Just like the Mets, the Nats two months ago had a bullpen with so remarkable tendency to play with matches that there came legitimate fears over whether Sean Doolittle would need Rust-eze rubdowns every other day or night. They also looked rather like the Yankees in that a few too many key parts began spending time on the injured list, too. The M*A*S*Hington Nationals.

When they hit 19-31 at one point this year, even the redoubtable Thomas Boswell couldn’t stop believing Martinez was due for a necktie party. “But just as the Nats have saved their season, so their manager’s prospects have been revived, too,” Boswell wrote a week ago. “I may get my wish: a ‘sincere desire to be proved wrong.’ The Nats players sure think so.”

And lo! The Nats awoke this morning winners of 16 of their last 22. And they’ve danced their way right back to second place in the NL East, a mere five and a half behind the leaders out of Atlanta. It seemed only whipped cream and a cherry on top when Trea Turner hit for his second career cycle Tuesday night against the same Rockies the Giants bastinadoed before finishing off the Mets.

What the proving-to-be-rickety Phillies merely seemed to say they’d do this year, the Nats are doing at last. They’re winning, they’re playing firmly, they’re unapologetic about having a ball doing it, and they even survived the worst of their injuries and loss strings. “This guy understands the grind,” says veteran Nats catcher Kurt Suzuki of Martinez. “He kept us having fun.”

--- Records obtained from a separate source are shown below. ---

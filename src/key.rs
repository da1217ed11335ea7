use crate::error::{Error, Result};
use base64::{engine::general_purpose::STANDARD, Engine};
use ring::{
    rand::SecureRandom,
    signature::{Ed25519KeyPair, KeyPair as _, UnparsedPublicKey, ED25519},
};
use std::fmt;

pub const BUYER_ID_BYTES: usize = 8;
pub const SEED_BYTES: usize = 32;
pub const PUBLIC_KEY_BYTES: usize = 32;
/// Seed followed by the public key.
pub const PRIVATE_KEY_BYTES: usize = SEED_BYTES + PUBLIC_KEY_BYTES;

pub const PUBLIC_CREDENTIAL_BYTES: usize = BUYER_ID_BYTES + PUBLIC_KEY_BYTES;
pub const PRIVATE_CREDENTIAL_BYTES: usize = BUYER_ID_BYTES + PRIVATE_KEY_BYTES;

/// Random identifier shared by both halves of a buyer key pair.
///
/// Nothing checks identifiers for uniqueness.
#[derive(Clone, Copy, PartialEq, Eq, Hash)]
pub struct BuyerId([u8; BUYER_ID_BYTES]);

impl BuyerId {
    pub fn from_bytes(bytes: [u8; BUYER_ID_BYTES]) -> BuyerId {
        BuyerId(bytes)
    }

    pub fn as_bytes(&self) -> &[u8; BUYER_ID_BYTES] {
        &self.0
    }

    /// The identifier as read by credential consumers (little-endian).
    pub fn as_u64(&self) -> u64 {
        u64::from_le_bytes(self.0)
    }
}

impl fmt::Display for BuyerId {
    fn fmt(&self, f: &mut fmt::Formatter<'_>) -> fmt::Result {
        f.write_str(&hex::encode(self.0))
    }
}

impl fmt::Debug for BuyerId {
    fn fmt(&self, f: &mut fmt::Formatter<'_>) -> fmt::Result {
        write!(f, "BuyerId({})", self)
    }
}

/// Buyer id followed by an Ed25519 public key.
#[derive(Clone, Debug, PartialEq, Eq)]
pub struct PublicCredential {
    buyer_id: BuyerId,
    public_key: [u8; PUBLIC_KEY_BYTES],
}

impl PublicCredential {
    pub fn buyer_id(&self) -> BuyerId {
        self.buyer_id
    }

    pub fn public_key(&self) -> &[u8; PUBLIC_KEY_BYTES] {
        &self.public_key
    }

    pub fn to_bytes(&self) -> Vec<u8> {
        concat(&self.buyer_id, &self.public_key)
    }

    pub fn encode(&self) -> String {
        STANDARD.encode(self.to_bytes())
    }

    pub fn decode(encoded: &str) -> Result<PublicCredential> {
        let raw = decode_exact::<PUBLIC_CREDENTIAL_BYTES>(encoded)?;
        let (id, key) = raw.split_at(BUYER_ID_BYTES);

        let mut buyer_id = [0; BUYER_ID_BYTES];
        buyer_id.copy_from_slice(id);
        let mut public_key = [0; PUBLIC_KEY_BYTES];
        public_key.copy_from_slice(key);

        Ok(PublicCredential {
            buyer_id: BuyerId(buyer_id),
            public_key,
        })
    }

    pub fn verify(&self, message: &[u8], signature: &[u8]) -> Result<()> {
        UnparsedPublicKey::new(&ED25519, &self.public_key)
            .verify(message, signature)
            .map_err(|_| Error::InvalidSignature)
    }
}

impl fmt::Display for PublicCredential {
    fn fmt(&self, f: &mut fmt::Formatter<'_>) -> fmt::Result {
        f.write_str(&self.encode())
    }
}

/// Buyer id followed by an Ed25519 private key (seed, then public key).
#[derive(Clone)]
pub struct PrivateCredential {
    buyer_id: BuyerId,
    private_key: [u8; PRIVATE_KEY_BYTES],
}

impl PrivateCredential {
    pub fn buyer_id(&self) -> BuyerId {
        self.buyer_id
    }

    pub fn private_key(&self) -> &[u8; PRIVATE_KEY_BYTES] {
        &self.private_key
    }

    fn seed(&self) -> &[u8] {
        &self.private_key[..SEED_BYTES]
    }

    fn public_key(&self) -> &[u8] {
        &self.private_key[SEED_BYTES..]
    }

    pub fn to_bytes(&self) -> Vec<u8> {
        concat(&self.buyer_id, &self.private_key)
    }

    pub fn encode(&self) -> String {
        STANDARD.encode(self.to_bytes())
    }

    /// Decodes a private credential, rejecting one whose public half was not
    /// derived from its seed.
    pub fn decode(encoded: &str) -> Result<PrivateCredential> {
        let raw = decode_exact::<PRIVATE_CREDENTIAL_BYTES>(encoded)?;
        let (id, key) = raw.split_at(BUYER_ID_BYTES);

        let mut buyer_id = [0; BUYER_ID_BYTES];
        buyer_id.copy_from_slice(id);
        let mut private_key = [0; PRIVATE_KEY_BYTES];
        private_key.copy_from_slice(key);

        let credential = PrivateCredential {
            buyer_id: BuyerId(buyer_id),
            private_key,
        };
        credential.key_pair()?;

        Ok(credential)
    }

    fn key_pair(&self) -> Result<Ed25519KeyPair> {
        Ed25519KeyPair::from_seed_and_public_key(self.seed(), self.public_key())
            .map_err(|_| Error::KeyMismatch)
    }

    pub fn sign(&self, message: &[u8]) -> Result<Vec<u8>> {
        let key_pair = self.key_pair()?;
        Ok(key_pair.sign(message).as_ref().to_vec())
    }

    pub fn public_credential(&self) -> PublicCredential {
        let mut public_key = [0; PUBLIC_KEY_BYTES];
        public_key.copy_from_slice(self.public_key());

        PublicCredential {
            buyer_id: self.buyer_id,
            public_key,
        }
    }

    /// Checks that `public` is the other half of this credential.
    pub fn matches(&self, public: &PublicCredential) -> Result<()> {
        if self.buyer_id != public.buyer_id {
            return Err(Error::BuyerIdMismatch {
                public: public.buyer_id.to_string(),
                private: self.buyer_id.to_string(),
            });
        }

        if self.public_key() != public.public_key.as_slice() {
            return Err(Error::KeyMismatch);
        }

        Ok(())
    }
}

impl fmt::Debug for PrivateCredential {
    fn fmt(&self, f: &mut fmt::Formatter<'_>) -> fmt::Result {
        f.debug_struct("PrivateCredential")
            .field("buyer_id", &self.buyer_id)
            .field("private_key", &"***SECRET***")
            .finish()
    }
}

#[derive(Clone, Debug)]
pub struct KeyPair {
    public: PublicCredential,
    private: PrivateCredential,
}

impl KeyPair {
    /// Draws a fresh buyer id, then a fresh seed, from `rng`.
    pub fn generate(rng: &dyn SecureRandom) -> Result<KeyPair> {
        let mut buyer_id = [0; BUYER_ID_BYTES];
        rng.fill(&mut buyer_id)?;

        let mut seed = [0; SEED_BYTES];
        rng.fill(&mut seed)?;

        let key_pair = KeyPair::from_parts(BuyerId(buyer_id), &seed)?;
        tracing::debug!(buyer_id = %key_pair.buyer_id(), "generated buyer key pair");

        Ok(key_pair)
    }

    pub fn from_parts(buyer_id: BuyerId, seed: &[u8; SEED_BYTES]) -> Result<KeyPair> {
        let key_pair =
            Ed25519KeyPair::from_seed_unchecked(seed).map_err(|_| Error::KeyGeneration)?;

        let mut public_key = [0; PUBLIC_KEY_BYTES];
        public_key.copy_from_slice(key_pair.public_key().as_ref());

        let mut private_key = [0; PRIVATE_KEY_BYTES];
        private_key[..SEED_BYTES].copy_from_slice(seed);
        private_key[SEED_BYTES..].copy_from_slice(&public_key);

        Ok(KeyPair {
            public: PublicCredential {
                buyer_id,
                public_key,
            },
            private: PrivateCredential {
                buyer_id,
                private_key,
            },
        })
    }

    pub fn buyer_id(&self) -> BuyerId {
        self.public.buyer_id
    }

    pub fn public(&self) -> &PublicCredential {
        &self.public
    }

    pub fn private(&self) -> &PrivateCredential {
        &self.private
    }
}

fn concat(buyer_id: &BuyerId, key: &[u8]) -> Vec<u8> {
    let mut buf = Vec::with_capacity(BUYER_ID_BYTES + key.len());
    buf.extend_from_slice(buyer_id.as_bytes());
    buf.extend_from_slice(key);
    buf
}

fn decode_exact<const N: usize>(encoded: &str) -> Result<[u8; N]> {
    let raw = STANDARD.decode(encoded.trim())?;
    let len = raw.len();

    raw.try_into()
        .map_err(|_| Error::InvalidCredential(format!("expected {} bytes, got {}", N, len)))
}
pub type Result<T> = std::result::Result<T, Error>;

#[derive(thiserror::Error, Debug)]
pub enum Error {
    #[error("Unable to generate key material")]
    KeyGeneration,
    #[error("Invalid credential: {0}")]
    InvalidCredential(String),
    #[error("Buyer id mismatch: public key has {public}, private key has {private}")]
    BuyerIdMismatch { public: String, private: String },
    #[error("Public and private keys are not part of the same key pair")]
    KeyMismatch,
    #[error("Invalid signature")]
    InvalidSignature,
}

impl From<ring::error::Unspecified> for Error {
    fn from(_: ring::error::Unspecified) -> Self {
        Error::KeyGeneration
    }
}

impl From<base64::DecodeError> for Error {
    fn from(err: base64::DecodeError) -> Self {
        Error::InvalidCredential(err.to_string())
    }
}
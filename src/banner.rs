use crate::key::KeyPair;
use std::io::{self, Write};

/// Renders the welcome text with both credentials.
pub fn render(key_pair: &KeyPair) -> String {
    format!(
        "\nWelcome to Network Next!\n\n\
         This is your public key:\n\n    {}\n\n\
         This is your private key:\n\n    {}\n\n\
         IMPORTANT: Save your private key in a secure place and don't share it with anybody, not even us!\n\n",
        key_pair.public().encode(),
        key_pair.private().encode(),
    )
}

/// Writes the banner in a single call so a failure never leaves half of it behind.
pub fn write_to<W: Write>(out: &mut W, key_pair: &KeyPair) -> io::Result<()> {
    out.write_all(render(key_pair).as_bytes())?;
    out.flush()
}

The Mets went to San Francisco riding an unlikely 5-1 string following the All-Star break. After San Francisco, they’re 2-3. Now it might be the Mets looking to sell (particularly pitchers Noah Syndergaard and Zack Wheeler, both of whom seem to have possible suitors for their remaining upsides despite their seasonal struggles) and the Giants looking to hold, or even look for a bargain on the sales floor.

And nobody seemed to know a thing about how the Mets could have kept having fun. The only fun seems to be when Alonso, McNeil, and Dom Smith are at the plate, or when Jacob deGrom is on the mound. And even they’re only human. Not even Hall of Famers can mash every time they swing the bat or strike out every hitter they face.

But the Mets’ issues run too far deeper. Their youthful core in the making, plus their stalwart deGrom, deserve better. Whether they get it is another question. They may only wish they were just the Giants now. Wishing they were the Nats is almost like a school crossing guard wishing he or she were a cop. Except they have better chances of making the wish come true.